堅調なファンダメンタルズと脆弱な日本株、基底に円高をもたらした中国危機が
【ストラテジーブレティン(163号)】
(1) フラストレーティングなリスクテイク環境
波乱の日本株式
ファンダメンタルズに基づく投資家にとって、フラストレーションが高まる市場が続く。景気実態は素晴らしくはないが、悪くはない。年後半先進国世界経済は米国も、日本も欧州も着実な回復過程、いやむしろ緩やかに成長率が加速していくことが想定される。また失業率は米日独など主要先進国では完全雇用状態に近く、企業収益も過去最高水準にある。さらに株式バリュエーションは、歴史的に低下している国債利回りとの比較で著しく魅力的である。
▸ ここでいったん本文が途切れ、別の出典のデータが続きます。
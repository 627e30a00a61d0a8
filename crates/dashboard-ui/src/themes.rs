use ratatui::style::{Color, Modifier, Style};

/// Terminal background type detection.
#[derive(Debug, Clone, Copy, PartialEq)]
pub enum BackgroundType {
    Dark,
    Light,
    Unknown,
}

/// Detect terminal background type from the `COLORFGBG` environment variable.
///
/// The variable has the format `"foreground;background"`.  Background values
/// 0–6 are considered dark; 7–15 are considered light.  If the variable is
/// absent or unparseable, `BackgroundType::Dark` is returned.
pub fn detect_background() -> BackgroundType {
    background_from(std::env::var("COLORFGBG").ok().as_deref())
}

fn background_from(colorfgbg: Option<&str>) -> BackgroundType {
    if let Some(val) = colorfgbg {
        if let Some(bg) = val.split(';').next_back() {
            if let Ok(bg_num) = bg.parse::<u8>() {
                return if bg_num <= 6 {
                    BackgroundType::Dark
                } else {
                    BackgroundType::Light
                };
            }
        }
    }
    BackgroundType::Dark
}

/// Every style the dashboard widgets draw with.
#[derive(Debug, Clone)]
pub struct Theme {
    // ── Header ───────────────────────────────────────────────────────────────
    pub header: Style,
    pub separator: Style,

    // ── Text ─────────────────────────────────────────────────────────────────
    pub text: Style,
    pub dim: Style,
    pub label: Style,
    pub value: Style,

    // ── Status ───────────────────────────────────────────────────────────────
    pub info: Style,
    pub success: Style,
    pub warning: Style,
    pub error: Style,

    // ── Sidebar ──────────────────────────────────────────────────────────────
    pub sidebar_item: Style,
    pub sidebar_selected: Style,

    // ── Charts ───────────────────────────────────────────────────────────────
    pub chart_title: Style,
    pub chart_axis: Style,
    pub bar_value: Style,
    /// Bars for a measure that went negative (loss-making profit).
    pub bar_negative: Style,
    /// Colours cycled across series in grouped charts.
    pub series: Vec<Color>,

    // ── Table ────────────────────────────────────────────────────────────────
    pub table_header: Style,
    pub table_border: Style,
    pub table_row: Style,
    pub table_row_alt: Style,
    pub table_total: Style,
}

impl Theme {
    /// Dark-background terminal theme (default).
    pub fn dark() -> Self {
        Self {
            header: Style::default()
                .fg(Color::Cyan)
                .add_modifier(Modifier::BOLD),
            separator: Style::default().fg(Color::DarkGray),

            text: Style::default().fg(Color::White),
            dim: Style::default().fg(Color::DarkGray),
            label: Style::default().fg(Color::Gray),
            value: Style::default()
                .fg(Color::White)
                .add_modifier(Modifier::BOLD),

            info: Style::default().fg(Color::Cyan),
            success: Style::default().fg(Color::Green),
            warning: Style::default().fg(Color::Yellow),
            error: Style::default().fg(Color::Red),

            sidebar_item: Style::default().fg(Color::Gray),
            sidebar_selected: Style::default()
                .fg(Color::Black)
                .bg(Color::Cyan)
                .add_modifier(Modifier::BOLD),

            chart_title: Style::default()
                .fg(Color::Cyan)
                .add_modifier(Modifier::BOLD),
            chart_axis: Style::default().fg(Color::Gray),
            bar_value: Style::default().fg(Color::White),
            bar_negative: Style::default().fg(Color::Red),
            series: vec![
                Color::Blue,
                Color::Red,
                Color::Green,
                Color::Magenta,
                Color::Yellow,
                Color::Cyan,
            ],

            table_header: Style::default()
                .fg(Color::Cyan)
                .add_modifier(Modifier::BOLD),
            table_border: Style::default().fg(Color::DarkGray),
            table_row: Style::default().fg(Color::White),
            table_row_alt: Style::default().fg(Color::Gray),
            table_total: Style::default()
                .fg(Color::Yellow)
                .add_modifier(Modifier::BOLD),
        }
    }

    /// Light-background terminal theme.
    ///
    /// Uses dark colours for text so that content remains legible against a
    /// white or light-grey terminal canvas.
    pub fn light() -> Self {
        Self {
            header: Style::default()
                .fg(Color::Blue)
                .add_modifier(Modifier::BOLD),
            separator: Style::default().fg(Color::Gray),

            text: Style::default().fg(Color::Black),
            dim: Style::default().fg(Color::Gray),
            label: Style::default().fg(Color::DarkGray),
            value: Style::default()
                .fg(Color::Black)
                .add_modifier(Modifier::BOLD),

            info: Style::default().fg(Color::Blue),
            success: Style::default().fg(Color::Green),
            warning: Style::default().fg(Color::Yellow),
            error: Style::default().fg(Color::Red),

            sidebar_item: Style::default().fg(Color::DarkGray),
            sidebar_selected: Style::default()
                .fg(Color::White)
                .bg(Color::Blue)
                .add_modifier(Modifier::BOLD),

            chart_title: Style::default()
                .fg(Color::Blue)
                .add_modifier(Modifier::BOLD),
            chart_axis: Style::default().fg(Color::DarkGray),
            bar_value: Style::default().fg(Color::Black),
            bar_negative: Style::default().fg(Color::Red),
            series: vec![
                Color::Blue,
                Color::Red,
                Color::Green,
                Color::Magenta,
                Color::Rgb(255, 127, 14),
                Color::DarkGray,
            ],

            table_header: Style::default()
                .fg(Color::Blue)
                .add_modifier(Modifier::BOLD),
            table_border: Style::default().fg(Color::Gray),
            table_row: Style::default().fg(Color::Black),
            table_row_alt: Style::default().fg(Color::DarkGray),
            table_total: Style::default()
                .fg(Color::Magenta)
                .add_modifier(Modifier::BOLD),
        }
    }

    /// Classic terminal theme using only the basic 8-colour ANSI palette, no
    /// bold.
    pub fn classic() -> Self {
        Self {
            header: Style::default().fg(Color::Cyan),
            separator: Style::default().fg(Color::DarkGray),

            text: Style::default().fg(Color::White),
            dim: Style::default().fg(Color::DarkGray),
            label: Style::default().fg(Color::Gray),
            value: Style::default().fg(Color::White),

            info: Style::default().fg(Color::Cyan),
            success: Style::default().fg(Color::Green),
            warning: Style::default().fg(Color::Yellow),
            error: Style::default().fg(Color::Red),

            sidebar_item: Style::default().fg(Color::White),
            sidebar_selected: Style::default().fg(Color::Black).bg(Color::White),

            chart_title: Style::default().fg(Color::Cyan),
            chart_axis: Style::default().fg(Color::White),
            bar_value: Style::default().fg(Color::White),
            bar_negative: Style::default().fg(Color::Red),
            series: vec![
                Color::Blue,
                Color::Red,
                Color::Green,
                Color::Magenta,
                Color::Yellow,
                Color::Cyan,
            ],

            table_header: Style::default().fg(Color::Cyan),
            table_border: Style::default().fg(Color::DarkGray),
            table_row: Style::default().fg(Color::White),
            table_row_alt: Style::default().fg(Color::Gray),
            table_total: Style::default().fg(Color::Yellow),
        }
    }

    /// Choose a theme automatically based on the detected terminal background.
    pub fn auto_detect() -> Self {
        match detect_background() {
            BackgroundType::Light => Self::light(),
            _ => Self::dark(),
        }
    }

    /// Construct a theme by name.  Falls back to `auto_detect` for unknown
    /// names.
    pub fn from_name(name: &str) -> Self {
        match name {
            "light" => Self::light(),
            "dark" => Self::dark(),
            "classic" => Self::classic(),
            _ => Self::auto_detect(),
        }
    }

    // ── Style helpers ────────────────────────────────────────────────────────

    /// Colour for the `index`-th series, cycling through the palette.
    pub fn series_color(&self, index: usize) -> Color {
        if self.series.is_empty() {
            return Color::Gray;
        }
        self.series[index % self.series.len()]
    }

    /// Bar style for a value: the series colour, or `bar_negative` below zero.
    pub fn bar_style(&self, value: f64, index: usize) -> Style {
        if value < 0.0 {
            self.bar_negative
        } else {
            Style::default().fg(self.series_color(index))
        }
    }

    /// Style for a signed percentage such as a growth rate.
    pub fn growth_style(&self, pct: f64) -> Style {
        if pct > 0.0 {
            self.success
        } else if pct < 0.0 {
            self.error
        } else {
            self.text
        }
    }
}

// ── Tests ─────────────────────────────────────────────────────────────────────

#[cfg(test)]
mod tests {
    use super::*;

    #[test]
    fn test_dark_theme_creation() {
        let t = Theme::dark();
        assert_eq!(t.header.fg, Some(Color::Cyan));
        assert_eq!(t.success.fg, Some(Color::Green));
        assert_eq!(t.error.fg, Some(Color::Red));
        assert_eq!(t.sidebar_selected.bg, Some(Color::Cyan));
        assert_eq!(t.series.len(), 6);
    }

    #[test]
    fn test_light_theme_creation() {
        let t = Theme::light();
        assert_eq!(t.header.fg, Some(Color::Blue));
        assert_eq!(t.text.fg, Some(Color::Black));
        assert_eq!(t.table_row.fg, Some(Color::Black));
    }

    #[test]
    fn test_classic_theme_has_no_bold() {
        let t = Theme::classic();
        assert!(!t.header.add_modifier.contains(Modifier::BOLD));
        assert!(!t.value.add_modifier.contains(Modifier::BOLD));
        assert!(!t.sidebar_selected.add_modifier.contains(Modifier::BOLD));
        assert_eq!(t.table_total.fg, Some(Color::Yellow));
    }

    #[test]
    fn test_from_name() {
        assert_eq!(Theme::from_name("dark").header.fg, Some(Color::Cyan));
        assert_eq!(Theme::from_name("light").header.fg, Some(Color::Blue));
        assert!(Theme::from_name("does-not-exist").header.fg.is_some());
    }

    #[test]
    fn test_background_from_colorfgbg() {
        assert_eq!(background_from(Some("15;0")), BackgroundType::Dark);
        assert_eq!(background_from(Some("0;15")), BackgroundType::Light);
        assert_eq!(background_from(Some("0;7")), BackgroundType::Light);
        assert_eq!(background_from(Some("garbage")), BackgroundType::Dark);
        assert_eq!(background_from(None), BackgroundType::Dark);
    }

    #[test]
    fn test_series_color_cycles() {
        let t = Theme::dark();
        assert_eq!(t.series_color(0), Color::Blue);
        assert_eq!(t.series_color(6), Color::Blue);
        assert_eq!(t.series_color(7), Color::Red);
    }

    #[test]
    fn test_bar_style_negative() {
        let t = Theme::dark();
        assert_eq!(t.bar_style(-1.0, 0).fg, Some(Color::Red));
        assert_eq!(t.bar_style(1.0, 2).fg, Some(Color::Green));
    }

    #[test]
    fn test_growth_style() {
        let t = Theme::dark();
        assert_eq!(t.growth_style(12.5).fg, Some(Color::Green));
        assert_eq!(t.growth_style(-3.0).fg, Some(Color::Red));
        assert_eq!(t.growth_style(0.0).fg, Some(Color::White));
    }
}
加えて中央銀行の金融政策はリスクテイクに限りなくフレンドリーである。となれば文句なく株式投資の魅力度が高まるはずなのに、株式市場は波乱気味、特に日本株式は著しく低迷し、異常な乱高下を繰り返し、鉄火場の色彩を強め、多くの投資家の足を遠のかせている。年初来の株式騰落率は日本(TOPIX)-18%、米国S&P+1.4%、英国FTSE100-3.7%、ドイツDAX-10.3%と日本株式一人負けが顕著になっている。当面はBREXIT(英国のEU離脱)が最も懸念されている材料であるが、当の英国株価はむしろ堅調である。